3.2. Middle Villafranchian

The post Gauss large mammal faunas from the Iberian Peninsula are well-known since the late 1960s, when the first field surveys were carried out at La Puebla de Valverde (Teruel) by a team led by Miquel Crusafont-Pairo (Crusafont-Pairo et al., 1964; Heintz et al., 1971; Kurten and Crusafont-Pairo, 1977). During the last decade, the field work carried out at Fonelas P-1 (Granada) has significantly increased our current knowledge on the Middle Villafranchian faunas from Iberia (Arribas, 2008). The estimated age of La Puebla de Valverde is 2.14-1.95 Ma, whereas that of Fonelas P-1 is close to 2.0 Ma (Sinusia et al., 2004; Arribas, 2008). As such, both localities only record the latest Middle Villafranchian. In contrast, Huelago (Granada) possibly records the earliest Middle Villafranchian faunas from the Iberian Peninsula, being correlated to the Italian Montopoli faunal unit (ca. 2.5-2.3 Ma; Alberdi et al., 2001).

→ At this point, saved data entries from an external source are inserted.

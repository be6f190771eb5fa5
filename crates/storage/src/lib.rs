#![warn(clippy::pedantic)]

pub mod file;
pub mod json;

pub use file::{
    CatalogSource, FileError, LogFile, SettingsFile, plan_to_string, read_profile, write_plan,
    write_text,
};
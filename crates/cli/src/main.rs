#![warn(clippy::pedantic)]

use std::{collections::BTreeSet, path::PathBuf, str::FromStr, sync::Arc};

use anyhow::{Context, bail};
use clap::{Parser, Subcommand, ValueEnum};
use log::{LevelFilter, debug, info};
use rand::{SeedableRng, rngs::StdRng};
use regimen_app::{
    Document, Settings, SettingsService,
    log::{self as app_log, Service as _},
};
use regimen_domain::{
    Equipment, ExerciseFilter, ExerciseType, Level, MuscleGroup, PlanService, Property,
};
use regimen_storage::{CatalogSource, LogFile, SettingsFile};

#[derive(Parser)]
#[command(name = "regimen", about = "Personalized four-week workout plan generator")]
struct Cli {
    /// Settings file
    #[arg(long, global = true, default_value = "regimen.json")]
    settings: PathBuf,

    /// Exercise catalog in JSON (the built-in catalog is used if none is configured)
    #[arg(long, global = true)]
    catalog: Option<PathBuf>,

    /// Seed for reproducible exercise selection
    #[arg(long, global = true)]
    seed: Option<u64>,

    /// Increase logging verbosity (repeatable)
    #[arg(short, long, global = true, action = clap::ArgAction::Count)]
    verbose: u8,

    #[command(subcommand)]
    command: Commands,
}

#[derive(Subcommand)]
enum Commands {
    /// Generate a workout plan for a client profile
    Generate {
        /// Client profile in JSON
        #[arg(long)]
        profile: PathBuf,
        /// Output format
        #[arg(long, value_enum, default_value_t = Format::Json)]
        format: Format,
        /// Write to this file instead of stdout
        #[arg(long)]
        output: Option<PathBuf>,
    },
    /// List catalog exercises eligible for the given criteria
    Catalog {
        /// Available equipment (exercises needing none are always listed)
        #[arg(long, value_parser = parse::<Equipment>)]
        equipment: Vec<Equipment>,
        /// Experience level; easier exercises are included
        #[arg(long, value_parser = parse::<Level>)]
        level: Option<Level>,
        /// Exercise type
        #[arg(long = "type", value_parser = parse::<ExerciseType>)]
        exercise_type: Option<ExerciseType>,
        /// Muscle group
        #[arg(long, value_parser = parse::<MuscleGroup>)]
        muscle_group: Option<MuscleGroup>,
        /// Print the matching records as JSON
        #[arg(long)]
        json: bool,
    },
    /// Show recorded log entries, newest first
    Log,
}

#[derive(Clone, Copy, Debug, PartialEq, Eq, ValueEnum)]
enum Format {
    Json,
    Document,
}

fn parse<T: Property + FromStr>(token: &str) -> Result<T, String> {
    T::from_token(token).map_err(|err| err.to_string())
}

fn main() -> anyhow::Result<()> {
    let cli = Cli::parse();

    let settings = regimen_app::Service::new(SettingsFile::new(&cli.settings))
        .get_settings()
        .with_context(|| format!("failed to load settings from {}", cli.settings.display()))?;
    let settings = resolve(&cli, settings);

    init_logging(&settings, cli.verbose);
    debug!("using settings {settings:?}");

    match cli.command {
        Commands::Generate {
            profile,
            format,
            output,
        } => generate(&settings, &profile, format, output),
        Commands::Catalog {
            equipment,
            level,
            exercise_type,
            muscle_group,
            json,
        } => {
            let mut filter = ExerciseFilter::new(&equipment.into_iter().collect::<BTreeSet<_>>());
            filter.level = level;
            filter.exercise_type = exercise_type;
            filter.muscle_group = muscle_group;
            catalog(&settings, &filter, json)
        }
        Commands::Log => show_log(&settings),
    }
}

/// Command line options take precedence over the settings file.
fn resolve(cli: &Cli, settings: Settings) -> Settings {
    Settings {
        catalog: cli.catalog.clone().or(settings.catalog),
        seed: cli.seed.or(settings.seed),
        ..settings
    }
}

fn init_logging(settings: &Settings, verbose: u8) {
    let level = LevelFilter::from(settings.log_level.increase(verbose));
    let repository = settings
        .log_file
        .as_ref()
        .map(|path| Arc::new(LogFile::new(path)) as Arc<dyn app_log::Repository>);
    let _ = app_log::init(level, repository);
}

fn generate(
    settings: &Settings,
    profile: &std::path::Path,
    format: Format,
    output: Option<PathBuf>,
) -> anyhow::Result<()> {
    let profile = regimen_storage::read_profile(profile)?;
    let service = regimen_domain::Service::new(CatalogSource::from(settings.catalog.clone()));
    let mut rng = settings
        .seed
        .map_or_else(|| StdRng::from_rng(&mut rand::rng()), StdRng::seed_from_u64);

    let plan = service.generate_plan(&profile, &mut rng)?;

    let text = match format {
        Format::Json => regimen_storage::plan_to_string(&plan)? + "\n",
        Format::Document => Document::render(&plan).to_string(),
    };

    match output {
        Some(path) => {
            regimen_storage::write_text(&path, &text)?;
            info!("wrote plan to {}", path.display());
        }
        None => print!("{text}"),
    }

    Ok(())
}

fn catalog(settings: &Settings, filter: &ExerciseFilter, as_json: bool) -> anyhow::Result<()> {
    let service = regimen_domain::Service::new(CatalogSource::from(settings.catalog.clone()));
    let exercises = service
        .get_exercises(filter)
        .context("failed to load exercise catalog")?;

    if as_json {
        let records = exercises
            .iter()
            .map(|e| regimen_storage::json::Exercise::from(*e))
            .collect::<Vec<_>>();
        println!("{}", serde_json::to_string_pretty(&records)?);
        return Ok(());
    }

    for exercise in exercises {
        println!(
            "{:<28} {:<16} {:<9} {:<13} {}",
            exercise.name,
            exercise.equipment.name(),
            exercise.exercise_type.name(),
            exercise.level.name(),
            exercise.muscle_group.name(),
        );
    }

    Ok(())
}

fn show_log(settings: &Settings) -> anyhow::Result<()> {
    let Some(path) = &settings.log_file else {
        bail!("no log file configured (set \"log_file\" in the settings file)");
    };

    let entries = regimen_app::Service::new(LogFile::new(path))
        .get_log_entries()
        .with_context(|| format!("failed to read log entries from {}", path.display()))?;

    for entry in entries {
        println!("{entry}");
    }

    Ok(())
}

#[cfg(test)]
mod tests {
    use clap::CommandFactory;
    use pretty_assertions::assert_eq;
    use regimen_app::LogLevel;
    use rstest::rstest;

    use super::*;

    #[test]
    fn test_cli() {
        Cli::command().debug_assert();
    }

    #[test]
    fn test_parse_generate() {
        let cli = Cli::try_parse_from([
            "regimen",
            "generate",
            "--profile",
            "alice.json",
            "--format",
            "document",
            "--seed",
            "42",
            "-vv",
        ])
        .unwrap();

        assert_eq!(cli.seed, Some(42));
        assert_eq!(cli.verbose, 2);
        assert_eq!(cli.settings, PathBuf::from("regimen.json"));
        assert!(matches!(
            cli.command,
            Commands::Generate {
                format: Format::Document,
                output: None,
                ..
            }
        ));
    }

    #[test]
    fn test_parse_catalog() {
        let cli = Cli::try_parse_from([
            "regimen",
            "catalog",
            "--equipment",
            "dumbbells",
            "--equipment",
            "bodyweight",
            "--type",
            "main",
            "--muscle-group",
            "Legs",
        ])
        .unwrap();

        let Commands::Catalog {
            equipment,
            exercise_type,
            muscle_group,
            level,
            json,
        } = cli.command
        else {
            panic!("expected catalog command");
        };
        assert_eq!(equipment, vec![Equipment::Dumbbell, Equipment::None]);
        assert_eq!(exercise_type, Some(ExerciseType::Main));
        assert_eq!(muscle_group, Some(MuscleGroup::Legs));
        assert_eq!(level, None);
        assert!(!json);
    }

    #[rstest]
    #[case(&["regimen", "catalog", "--equipment", "rowing machine"])]
    #[case(&["regimen", "catalog", "--level", "expert"])]
    #[case(&["regimen", "generate"])]
    fn test_parse_invalid(#[case] args: &[&str]) {
        assert!(Cli::try_parse_from(args).is_err());
    }

    #[test]
    fn test_resolve() {
        let settings = Settings {
            catalog: Some(PathBuf::from("settings.json")),
            seed: Some(1),
            log_level: LogLevel::Info,
            log_file: None,
        };

        let cli = Cli::try_parse_from(["regimen", "--seed", "9", "log"]).unwrap();
        assert_eq!(
            resolve(&cli, settings.clone()),
            Settings {
                seed: Some(9),
                ..settings.clone()
            }
        );

        let cli = Cli::try_parse_from(["regimen", "--catalog", "cli.json", "log"]).unwrap();
        assert_eq!(
            resolve(&cli, settings.clone()),
            Settings {
                catalog: Some(PathBuf::from("cli.json")),
                ..settings
            }
        );
    }
}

The faunal assemblages from the localities of La Puebla de Valverde, Fonelas P-1 and Almenara-Casablanca 1 (Castello) record a large number of first appearance data, not only for the Iberian Peninsula, but also in many instances for Europe as a whole. Thus, the remains of the giant short-faced hyena Pachycrocuta brevirostris from Fonelas and Almenara-Casablanca 1 are the first occurrences of this species in Europe, otherwise well known from the Olivola Faunal Unit onwards (Rook and Martinez-Navarro, 2010). The Iberian record therefore puts back the so-called ' Pachycrocuta event' before the beginning of the Olduvai magnetostratigraphic chron (Arribas, 2008; Martinez-Navarro, 2010). Moreover, a revision of the carnivoran remains from La Puebla de Valverde enables to discount the presence of Lycaon falconeri, previously cited by Kurten and Crusafont-Pairo (1977) in this locality on the basis of a decidual upper premolar that probably belongs to a hyaenid. Additionally, we recognized for the first time in Europe the presence of Panthera gombaszoegensis in pre-Olduvai layers (J.M.M.'s unpublished data), previously only tentatively identified in the Bulgarian site of Slivnitsa (ca. 1.9-1.8 Ma, Kahlke et al., 2011). On the other hand, the presence of the middle-sized felid Puma pardoides is also recognized in La Puebla de Valverde, corresponding to a primitive form of this species, closer to the specimens from Saint-Vallier (Madurell-Malapeira et al., 2010b). Among the carnivorans, it is also significant the presence of Canis etruscus and the surprising record of Hyaena brunnea in Fonelas P-1 (Arribas, 2008). Finally, the presence in Fonelas P-1 of artiodactyls of African origin, such as Potamochoerus and Mitilanotherium, in addition to the above-mentioned newcomers Panthera gombaszoegensis, Hyaena brunnea and Pachycrocuta brevirostris, opens a new, as yet unresolved debate concerning the faunal dispersals that took place during the Middle Villafranchian in relation to the establishment of the glacial/interglacial dynamics (Arribas et al., 2009).

3.3. Late Villafranchian

The Iberian Peninsula has plenty of well-known Late Villafranchian localities, including the following (Figs. 1 and 2): Venta Micena (1.6-1.4 Ma, Granada; Palmqvist et al., 2005); the Incarcal site complex (ca. 1.5 Ma, Girona; Galobart and Maroto, 2003; Ros-Montoya et al., 2012); Barranco Leon and Fuente Nueva 3 (1.4-1.2 Ma, Granada; MartinezNavarro et al., 2010); Sima del Elefante (ca. 1.2 Ma, Burgos; Carbonell et al., 2008); the Lower Unit of the Cal Guardiola local section (ca. 1.2 Ma, Barcelona; Madurell-Malapeira et al., 2010a); and Quibas (ca. 1.3-1.0 Ma, Murcia; Montoya et al., 2001).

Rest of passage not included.